_YOUR GOAL_: Report the count of lines in the records below that hold the word "from", omitting everything but the number.

_RECORDS FOR THE EXERCISE_:

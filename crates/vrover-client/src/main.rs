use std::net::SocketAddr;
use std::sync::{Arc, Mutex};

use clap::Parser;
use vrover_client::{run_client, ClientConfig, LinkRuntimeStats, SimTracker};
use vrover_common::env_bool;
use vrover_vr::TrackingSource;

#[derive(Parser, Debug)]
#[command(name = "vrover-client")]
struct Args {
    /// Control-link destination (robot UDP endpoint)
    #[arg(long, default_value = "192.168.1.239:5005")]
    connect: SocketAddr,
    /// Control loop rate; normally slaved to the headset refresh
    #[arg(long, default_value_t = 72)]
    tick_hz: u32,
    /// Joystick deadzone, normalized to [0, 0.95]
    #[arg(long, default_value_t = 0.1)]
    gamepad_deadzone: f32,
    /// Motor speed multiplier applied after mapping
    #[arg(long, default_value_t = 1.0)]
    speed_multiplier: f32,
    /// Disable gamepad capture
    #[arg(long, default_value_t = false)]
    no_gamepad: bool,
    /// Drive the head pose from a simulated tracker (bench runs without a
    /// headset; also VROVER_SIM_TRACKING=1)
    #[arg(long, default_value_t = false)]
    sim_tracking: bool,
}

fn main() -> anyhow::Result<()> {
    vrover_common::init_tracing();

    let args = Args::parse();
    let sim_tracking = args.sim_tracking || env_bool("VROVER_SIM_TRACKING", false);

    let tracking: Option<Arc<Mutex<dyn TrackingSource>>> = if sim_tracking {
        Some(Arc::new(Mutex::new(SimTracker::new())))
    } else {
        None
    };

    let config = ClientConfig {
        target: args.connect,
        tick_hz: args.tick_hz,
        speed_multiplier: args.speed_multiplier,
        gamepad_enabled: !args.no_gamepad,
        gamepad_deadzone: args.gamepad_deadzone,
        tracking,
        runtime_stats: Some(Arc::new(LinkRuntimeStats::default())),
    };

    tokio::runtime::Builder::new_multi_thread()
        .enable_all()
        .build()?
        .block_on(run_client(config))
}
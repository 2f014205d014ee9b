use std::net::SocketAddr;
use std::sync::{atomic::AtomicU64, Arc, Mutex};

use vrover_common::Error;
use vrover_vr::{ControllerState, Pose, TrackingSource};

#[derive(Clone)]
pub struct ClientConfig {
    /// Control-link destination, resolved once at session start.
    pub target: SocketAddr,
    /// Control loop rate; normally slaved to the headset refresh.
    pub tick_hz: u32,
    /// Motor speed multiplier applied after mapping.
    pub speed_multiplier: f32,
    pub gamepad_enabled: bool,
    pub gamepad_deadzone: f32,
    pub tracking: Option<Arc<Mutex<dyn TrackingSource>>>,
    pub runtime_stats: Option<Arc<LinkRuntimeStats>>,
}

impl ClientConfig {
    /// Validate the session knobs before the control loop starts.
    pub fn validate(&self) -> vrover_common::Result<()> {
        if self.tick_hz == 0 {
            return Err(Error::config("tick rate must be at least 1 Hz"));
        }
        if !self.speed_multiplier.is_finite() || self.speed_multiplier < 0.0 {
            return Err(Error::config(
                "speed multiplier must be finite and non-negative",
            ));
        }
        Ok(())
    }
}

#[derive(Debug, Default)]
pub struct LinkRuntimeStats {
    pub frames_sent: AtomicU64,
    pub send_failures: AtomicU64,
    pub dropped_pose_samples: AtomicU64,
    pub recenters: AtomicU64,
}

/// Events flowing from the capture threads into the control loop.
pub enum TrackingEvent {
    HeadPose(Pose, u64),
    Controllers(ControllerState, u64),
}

_ANSWER SECTION_: 2